Boxing Tournaments to Go Forward in Tokyo 2020 Olympics

Despite controversy over the International Boxing Association (AIBA), the International Olympic Committee has announced that boxing tournaments will take place as scheduled, though without the participation of the AIBA. Bettors will be able to place wagers on the games with payouts that could equal Grande Vegas casino bonuses.

Boxing and the Olympics

Boxing is an ancient sport that dates back to the Mycenian and Minoan eras. It became an Olympic event for adult men at the Greek Olympics in 688 B.C. and competitions among boys were introduced in 616 B.C.

Modern Olympics and Boxing

Boxing was introduced to the modern Olympic games in 1904. In those games, only 18 athletes competed in boxing bouts. The sport turned out to be a popular one and by the 1908 games, the number of athletes competing was 41, split across five weight categories.

Boxing was not featured in the 1912 games in Stockholm because Swedish law forbade the game. By the 1920 games in Antwerp, boxing was back with 116 competitors from 12 nations participating. In 1928, the sport had grown so much that national teams were limited to fielding one boxer per weight class.

Over the years, new rules have been introduced. In 1984, protective helmets were made obligatory. The Barcelona games of 1992 featured an electronic scoring system designed to strengthen objectivity in refereeing. In 2008, standardized point scoring became accepted.

Cassius Clay, later to become Muhammed Ali, took the gold in Rome in 1956. The Cubans began to dominate the sport from 1968 onward. Over the years, boxing greats including Joe Frazier, Oscar de la Hoya, George Foreman and Ray Leonard received recognition and a start to their careers in the Olympics.

One of the biggest changes in the sport came in 2012 when the London games featured women’s boxing.
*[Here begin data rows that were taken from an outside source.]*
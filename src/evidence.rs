use crate::models::{EventRecord, PayloadMeta, SessionMeta};
use anyhow::{Context, Result};
use sha2::{Digest, Sha256};
use std::fs::{self, File};
use std::io::Write;
use std::path::Path;

/// Hard cap on a captured payload blob. Truncation is a policy, not an
/// error — the hash is always computed over the bytes actually written.
pub const MAX_PAYLOAD_BYTES: usize = 5 * 1024 * 1024;

fn sha256_hex(bytes: &[u8]) -> String {
    let mut hasher = Sha256::new();
    hasher.update(bytes);
    format!("{:x}", hasher.finalize())
}

/// Writes `value` to `path` atomically: serialize to a sibling temp file,
/// fsync it, then rename over the destination. A reader opening `path`
/// concurrently always sees either the old or the new contents, never a
/// torn write, because rename is atomic within one filesystem.
fn atomic_write_json<T: serde::Serialize>(path: &Path, value: &T) -> Result<()> {
    let tmp_path = path.with_extension("json.tmp");
    let body = serde_json::to_string_pretty(value).context("serializing meta.json")?;

    {
        let mut tmp = File::create(&tmp_path).context("creating meta.json.tmp")?;
        tmp.write_all(body.as_bytes())
            .context("writing meta.json.tmp")?;
        tmp.sync_all().ok();
    }

    fs::rename(&tmp_path, path).context("renaming meta.json.tmp over meta.json")?;
    Ok(())
}

fn meta_path(session_dir: &Path) -> std::path::PathBuf {
    session_dir.join("meta.json")
}

pub fn read_meta(session_dir: &Path) -> Result<SessionMeta> {
    let path = meta_path(session_dir);
    let content = fs::read_to_string(&path).with_context(|| format!("reading {path:?}"))?;
    serde_json::from_str(&content).with_context(|| format!("parsing {path:?}"))
}

pub fn write_meta(session_dir: &Path, meta: &SessionMeta) -> Result<()> {
    atomic_write_json(&meta_path(session_dir), meta)
}

/// Appends one event to `session_dir/meta.json`, read-modify-write, atomic.
pub fn append_event(session_dir: &Path, record: EventRecord) -> Result<()> {
    let mut meta = read_meta(session_dir)?;
    meta.events.push(record);
    write_meta(session_dir, &meta)
}

/// Sets `end_time` to a human-readable local timestamp. Idempotent in the
/// sense that calling it twice just overwrites the value; callers are
/// expected to call it exactly once, at close.
pub fn close_session(session_dir: &Path) -> Result<()> {
    let mut meta = read_meta(session_dir)?;
    meta.end_time = Some(chrono::Local::now().to_rfc2822());
    write_meta(session_dir, &meta)
}

/// Truncates `data` to [`MAX_PAYLOAD_BYTES`], writes it into `session_dir`
/// under `name` (auto-generated from the current time if absent), and
/// returns metadata describing exactly what was written. Re-running with
/// the same name overwrites deterministically.
pub fn save_payload(
    session_dir: &Path,
    data: &[u8],
    name: Option<&str>,
) -> Result<PayloadMeta> {
    fs::create_dir_all(session_dir).context("creating session directory")?;

    let owned_name;
    let name: &str = match name {
        Some(n) => n,
        None => {
            owned_name = format!("payload_{}.bin", crate::models::now_ts() as u64);
            &owned_name
        }
    };

    let content = &data[..data.len().min(MAX_PAYLOAD_BYTES)];
    let path = session_dir.join(name);

    let mut file = File::create(&path).with_context(|| format!("creating {path:?}"))?;
    file.write_all(content)
        .with_context(|| format!("writing {path:?}"))?;
    file.sync_all().ok();

    Ok(PayloadMeta {
        file: name.to_string(),
        path: path
            .canonicalize()
            .unwrap_or(path)
            .to_string_lossy()
            .to_string(),
        sha256: sha256_hex(content),
        size: content.len() as u64,
        saved_ts: crate::models::now_ts(),
    })
}

#[cfg(test)]
mod tests {
    use super::*;
    use crate::models::EventBody;
    use std::sync::Arc;
    use std::thread;

    fn new_test_session(dir: &Path) {
        let meta = SessionMeta {
            session_id: "S-test".into(),
            src_ip: "127.0.0.1".into(),
            src_port: 1234,
            start_ts: crate::models::now_ts(),
            instance: "test".into(),
            events: vec![],
            end_time: None,
        };
        fs::create_dir_all(dir).unwrap();
        write_meta(dir, &meta).unwrap();
    }

    #[test]
    fn save_payload_truncates_to_cap_and_hashes_written_bytes() {
        let dir = tempfile::tempdir().unwrap();
        let data = vec![b'x'; MAX_PAYLOAD_BYTES * 2];
        let meta = save_payload(dir.path(), &data, None).unwrap();

        assert_eq!(meta.size, MAX_PAYLOAD_BYTES as u64);
        let on_disk = fs::read(dir.path().join(&meta.file)).unwrap();
        assert_eq!(on_disk.len(), MAX_PAYLOAD_BYTES);
        assert_eq!(sha256_hex(&on_disk), meta.sha256);
        assert_eq!(sha256_hex(&data[..MAX_PAYLOAD_BYTES]), meta.sha256);
    }

    #[test]
    fn save_payload_same_name_overwrites_deterministically() {
        let dir = tempfile::tempdir().unwrap();
        let m1 = save_payload(dir.path(), b"first", Some("p.bin")).unwrap();
        let m2 = save_payload(dir.path(), b"second-value", Some("p.bin")).unwrap();
        assert_eq!(m1.file, m2.file);
        assert_ne!(m1.sha256, m2.sha256);
        let on_disk = fs::read(dir.path().join("p.bin")).unwrap();
        assert_eq!(on_disk, b"second-value");
    }

    #[test]
    fn append_event_is_all_or_nothing_under_concurrent_readers() {
        let dir = tempfile::tempdir().unwrap();
        new_test_session(dir.path());
        let dir_path: Arc<std::path::PathBuf> = Arc::new(dir.path().to_path_buf());

        let writer_dir = dir_path.clone();
        let writer = thread::spawn(move || {
            for i in 0..1000 {
                append_event(&writer_dir, EventRecord::new(EventBody::Raw(format!("line {i}"))))
                    .unwrap();
            }
        });

        let mut readers = Vec::new();
        for _ in 0..4 {
            let reader_dir = dir_path.clone();
            readers.push(thread::spawn(move || {
                for _ in 0..200 {
                    if let Ok(content) = fs::read_to_string(reader_dir.join("meta.json")) {
                        let parsed: Result<SessionMeta, _> = serde_json::from_str(&content);
                        assert!(parsed.is_ok(), "reader observed a torn meta.json");
                    }
                }
            }));
        }

        writer.join().unwrap();
        for r in readers {
            r.join().unwrap();
        }

        let meta = read_meta(&dir_path).unwrap();
        assert_eq!(meta.events.len(), 1000);
    }

    #[test]
    fn close_session_sets_end_time_once() {
        let dir = tempfile::tempdir().unwrap();
        new_test_session(dir.path());
        close_session(dir.path()).unwrap();
        let meta = read_meta(dir.path()).unwrap();
        assert!(meta.end_time.is_some());
    }

    #[test]
    fn appended_event_timestamps_are_non_decreasing() {
        let dir = tempfile::tempdir().unwrap();
        new_test_session(dir.path());
        for i in 0..20 {
            append_event(dir.path(), EventRecord::new(EventBody::Raw(format!("line {i}")))).unwrap();
        }
        let meta = read_meta(dir.path()).unwrap();
        let timestamps: Vec<f64> = meta.events.iter().map(|e| e.ts).collect();
        for pair in timestamps.windows(2) {
            assert!(pair[1] >= pair[0], "event timestamps went backwards: {timestamps:?}");
        }
    }
}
Tokyo 2020 will have 10’s men’s and 5 women’s events.

Tokyo 2020

In 2020 the boxing tournaments at the Tokyo Summer Games will be held according to the 2013 AIBA criteria. Pro team leagues consist of pros who sign five year contracts with AIBA and compete on pro cards leading up to the Olympic tournament. This allows new pros to retain ties with national committees and retain Olympic eligibility.
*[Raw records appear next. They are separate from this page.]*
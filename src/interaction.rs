//! Canned banner and low-engagement response helpers.
//!
//! Grounded on `interaction_engine.py`'s `banner_for`/`fake_response_for`:
//! the service banner sent at connect, and the throwaway replies sent to
//! lines that never escalate past LOW/MEDIUM engagement.

/// Service banner for a given protocol name. Decorative — no real
/// handshake follows.
pub fn banner_for(service: &str) -> &'static str {
    match service {
        "ssh" => "SSH-2.0-OpenSSH_7.2p2 Ubuntu-4ubuntu2.10\n",
        "http" => "HTTP/1.1 200 OK\r\nServer: Apache/2.4.18 (Ubuntu)\r\n\r\n",
        _ => "\n",
    }
}

/// Canned reply to a line that did not trigger a handoff to the fake shell.
pub fn fake_response_for(line: &str) -> String {
    let lower = line.to_lowercase();
    let lower = lower.trim();
    if lower.starts_with("uname") {
        "Linux fakehost 4.15.0-99-generic\n".to_string()
    } else if lower.contains("whoami") {
        "root\n".to_string()
    } else {
        "Command executed (simulated)\n".to_string()
    }
}
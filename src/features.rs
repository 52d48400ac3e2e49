use crate::models::{EventRecord, Features};

/// Derives the feature vector from a session's event list so far. Cheap —
/// O(n) in events, and n is bounded by line rate times session lifetime.
pub fn extract(events: &[EventRecord]) -> Features {
    let mut wget = false;
    let mut failed_login = 0usize;

    for e in events {
        let lower = e.text.to_lowercase();
        if lower.contains("wget") || lower.contains("curl") {
            wget = true;
        }
        if lower.contains("failed") || lower.contains("authentication") {
            failed_login += 1;
        }
    }

    Features {
        wget,
        num_commands: events.len(),
        failed_login,
    }
}

#[cfg(test)]
mod tests {
    use super::*;
    use crate::models::EventBody;

    fn raw(text: &str) -> EventRecord {
        EventRecord::at(0.0, EventBody::Raw(text.to_string()))
    }

    #[test]
    fn detects_wget_case_insensitively() {
        let events = vec![raw("WGET http://x"), raw("ls")];
        let f = extract(&events);
        assert!(f.wget);
        assert_eq!(f.num_commands, 2);
    }

    #[test]
    fn detects_curl_as_download_signal() {
        let events = vec![raw("curl -O http://x")];
        assert!(extract(&events).wget);
    }

    #[test]
    fn counts_failed_login_substrings() {
        let events = vec![
            raw("login failed"),
            raw("authentication failure"),
            raw("whoami"),
        ];
        let f = extract(&events);
        assert_eq!(f.failed_login, 2);
        assert!(!f.wget);
    }

    #[test]
    fn empty_session_has_zeroed_features() {
        let f = extract(&[]);
        assert!(!f.wget);
        assert_eq!(f.num_commands, 0);
        assert_eq!(f.failed_login, 0);
    }
}
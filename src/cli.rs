//! Argument parsing and help text for the `decoyd` binary. Thin by
//! design — the core engine does not know this module exists.

pub fn print_help() {
    println!("decoyd {}", env!("CARGO_PKG_VERSION"));
    println!("A low-to-medium interaction TCP honeypot.\n");
    print_usage();
}

fn print_usage() {
    println!("USAGE:");
    println!("  decoyd [serve]                   Run the acceptor until interrupted (default)");
    println!("  decoyd sessions [--last N]        One line per captured session");
    println!("  decoyd show <session-id>          Full event log and payload manifest for one session");
    println!("  decoyd doctor                     Check sessions root, bind address, model artifact, disk space");
    println!("  decoyd generate-instance-id        Print a fresh random instance label");
    println!("  decoyd help | --help | -h          Show this help");
    println!("  decoyd --version | -V              Print the version\n");
    println!("ENVIRONMENT:");
    println!("  HONEYPOT_HOST              Bind host (default 127.0.0.1)");
    println!("  HONEYPOT_PORT              Bind port (default 2222)");
    println!("  HONEYPOT_SESSIONS_DIR      Evidence root (default ~/.decoyd/sessions)");
    println!("  HONEYPOT_INSTANCE          Node label embedded in every session (default: hostname)");
    println!("  HONEYPOT_MODEL_PATH        Trained classifier artifact (default ~/.decoyd/model.json)");
}

pub fn get_flag(args: &[String], name: &str) -> Option<String> {
    args.iter()
        .position(|a| a == name)
        .and_then(|i| args.get(i + 1))
        .cloned()
}

#[cfg(test)]
mod tests {
    use super::*;

    #[test]
    fn get_flag_returns_following_value() {
        let args = vec!["--last".to_string(), "5".to_string()];
        assert_eq!(get_flag(&args, "--last"), Some("5".to_string()));
    }

    #[test]
    fn get_flag_missing_is_none() {
        let args = vec!["sessions".to_string()];
        assert_eq!(get_flag(&args, "--last"), None);
    }
}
There will be eight weight classes for men and five for women.

Men’s Weight Classes will include:
· Flyweight (52 kg)
· Featherweight (57 kg)
· Lightweight (63 kg)
· Welterweight (69 kg)
· Middleweight (75 kg)
· Light heavyweight (81 kg)
· Heavyweight (91kg)
· Super heavyweight (91+ kg)

Women’s Weight Classes will include:
· Flyweight (51 kg)
· Featherweight (57 kg)
· Lightweight (60 kg)
· Welterweight (69 kg)
· Middleweight (75 kg)

Every National Olympic Committee had the opportunity to enter one athlete in each event. Eight places (three women and five men) were allocated to the Tripartite Invitation Commission and six places (two women and four men) were reserved for Japan, the host nation.

Additional places will be allocated through the Continental Olympic Qualification Events (one each for the Americas, Asia/Oceania, Europe and Africa) which are scheduled to be held in the months prior to the Olympic events. There will also be a World Olympic Qualification Event for NOCs without a qualified boxer in the corresponding weight classes.
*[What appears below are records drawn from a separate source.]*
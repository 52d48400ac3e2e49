use crate::models::{Features, Label};
use anyhow::{anyhow, Result};
use serde::Deserialize;
use std::path::Path;

/// Per-label linear weights for the optional trained artifact. Training
/// this file is an external, out-of-scope pipeline; this crate only
/// implements the inference contract — a fixed-length feature vector in,
/// a label and a probability out.
#[derive(Deserialize, Debug, Clone)]
struct LabelWeights {
    label: Label,
    bias: f64,
    wget: f64,
    num_commands: f64,
    failed_login: f64,
}

#[derive(Deserialize, Debug, Clone)]
struct ModelArtifact {
    weights: Vec<LabelWeights>,
}

fn feature_vec(f: &Features) -> [f64; 3] {
    [if f.wget { 1.0 } else { 0.0 }, f.num_commands as f64, f.failed_login as f64]
}

/// The reference rule table (§4.3) — also the behavior a trained model
/// falls back to when its own scoring fails.
fn rule_classify(f: &Features) -> (Label, f64) {
    if f.wget && f.num_commands > 2 {
        (Label::Exploit, 0.9)
    } else if f.failed_login > 3 {
        (Label::Bruteforce, 0.85)
    } else if f.num_commands <= 2 {
        (Label::Recon, 0.6)
    } else {
        (Label::Unknown, 0.5)
    }
}

trait ScoringModel: Send + Sync {
    fn score(&self, features: &Features) -> Result<(Label, f64)>;
}

struct RuleModel;

impl ScoringModel for RuleModel {
    fn score(&self, features: &Features) -> Result<(Label, f64)> {
        Ok(rule_classify(features))
    }
}

struct TrainedModel {
    artifact: ModelArtifact,
}

impl ScoringModel for TrainedModel {
    fn score(&self, features: &Features) -> Result<(Label, f64)> {
        if self.artifact.weights.is_empty() {
            return Err(anyhow!("model artifact has no label weights"));
        }
        let x = feature_vec(features);
        let scores: Vec<(Label, f64)> = self
            .artifact
            .weights
            .iter()
            .map(|w| {
                let z = w.bias + w.wget * x[0] + w.num_commands * x[1] + w.failed_login * x[2];
                (w.label, z)
            })
            .collect();

        if scores.iter().any(|(_, z)| !z.is_finite()) {
            return Err(anyhow!("model produced a non-finite score"));
        }

        // Softmax over the raw scores so confidence is a real probability.
        let max_z = scores.iter().map(|(_, z)| *z).fold(f64::MIN, f64::max);
        let exp_sum: f64 = scores.iter().map(|(_, z)| (z - max_z).exp()).sum();
        let (best_label, best_z) = scores
            .iter()
            .copied()
            .max_by(|a, b| a.1.partial_cmp(&b.1).unwrap_or(std::cmp::Ordering::Equal))
            .ok_or_else(|| anyhow!("model produced no candidate labels"))?;

        let confidence = (best_z - max_z).exp() / exp_sum;
        Ok((best_label, confidence))
    }
}

fn load_artifact(path: &Path) -> Option<ModelArtifact> {
    let content = std::fs::read_to_string(path).ok()?;
    match serde_json::from_str(&content) {
        Ok(artifact) => Some(artifact),
        Err(e) => {
            eprintln!("[decoyd] model artifact at {path:?} is malformed, ignoring: {e}");
            None
        }
    }
}

/// The polymorphic classification capability: a trained-model scorer when
/// an artifact is present and well-formed, otherwise the rule fallback.
/// Immutable after construction, so it is trivially shared across handler
/// tasks without locking.
pub struct Classifier {
    model: Box<dyn ScoringModel>,
    pub used_model: bool,
}

impl Classifier {
    pub fn load(model_path: &Path) -> Self {
        match load_artifact(model_path) {
            Some(artifact) => {
                eprintln!("[decoyd] loaded classifier model from {model_path:?}");
                Classifier {
                    model: Box::new(TrainedModel { artifact }),
                    used_model: true,
                }
            }
            None => Classifier {
                model: Box::new(RuleModel),
                used_model: false,
            },
        }
    }

    pub fn rule_only() -> Self {
        Classifier {
            model: Box::new(RuleModel),
            used_model: false,
        }
    }

    /// Classifies `features`. The bool in the result is `true` when the
    /// primary model failed at inference time and the rule fallback ran
    /// in its place — callers use this to tag `[ERROR]=CLASSIFIER_FALLBACK`
    /// at most once per session.
    pub fn classify(&self, features: &Features) -> (Label, f64, bool) {
        match self.model.score(features) {
            Ok((label, confidence)) => (label, confidence, false),
            Err(_) => {
                let (label, confidence) = rule_classify(features);
                (label, confidence, true)
            }
        }
    }
}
The upcoming Olympics have been marred with controversy regarding the IOC’s ban of the International Boxing Federation due to finance and government issues. The IOC suspended the AIBA after it failed to reform following allegations of links to criminal organizations.

The IOC will be the official administrator of the boxing qualification and competition at the Tokyo Olympics. The IOC suspended the federation by a unanimous vote after it became clear that the AIBA had failed to reform following turmoil over its governance and finances.

Currently, the AIBA is $16 million in debt. In addition, an ongoing battle over the presidency has split the body internally. The IOC voted to ban AIBA after it received a report from Serbian IOC member Nenad Lalovic who had been tasked with looking into the IOC’s ties with AIBA as part of an IOC task force. Lalovic delivered a highly critical report to the IOC session. He reported that the AIBA could reach a debt of as much as $29 million and that it had failed to reform its administration.

AIBA president Gafur Rahimov of Uzbekistan suspended himself due to his presence on a US Treasury Department sanctions list “for providing material support” to a criminal organization. Rahimov denied the allegations but he recognized that his presence on the sanctions list could damage IOC. In the interim, Rahimov has been replaced by Mohamed Moustahsane. Rahimov said of his name being linked to criminal organizations, “It exposes the IOC and its commercial partners to unacceptable reputational, legal and financial risks.”

Report author Lalovic said AIBA’s debt meant that the organization would be faced with problems with refereeing. Money would not go to sports and the athletes in the future, Lalovic said.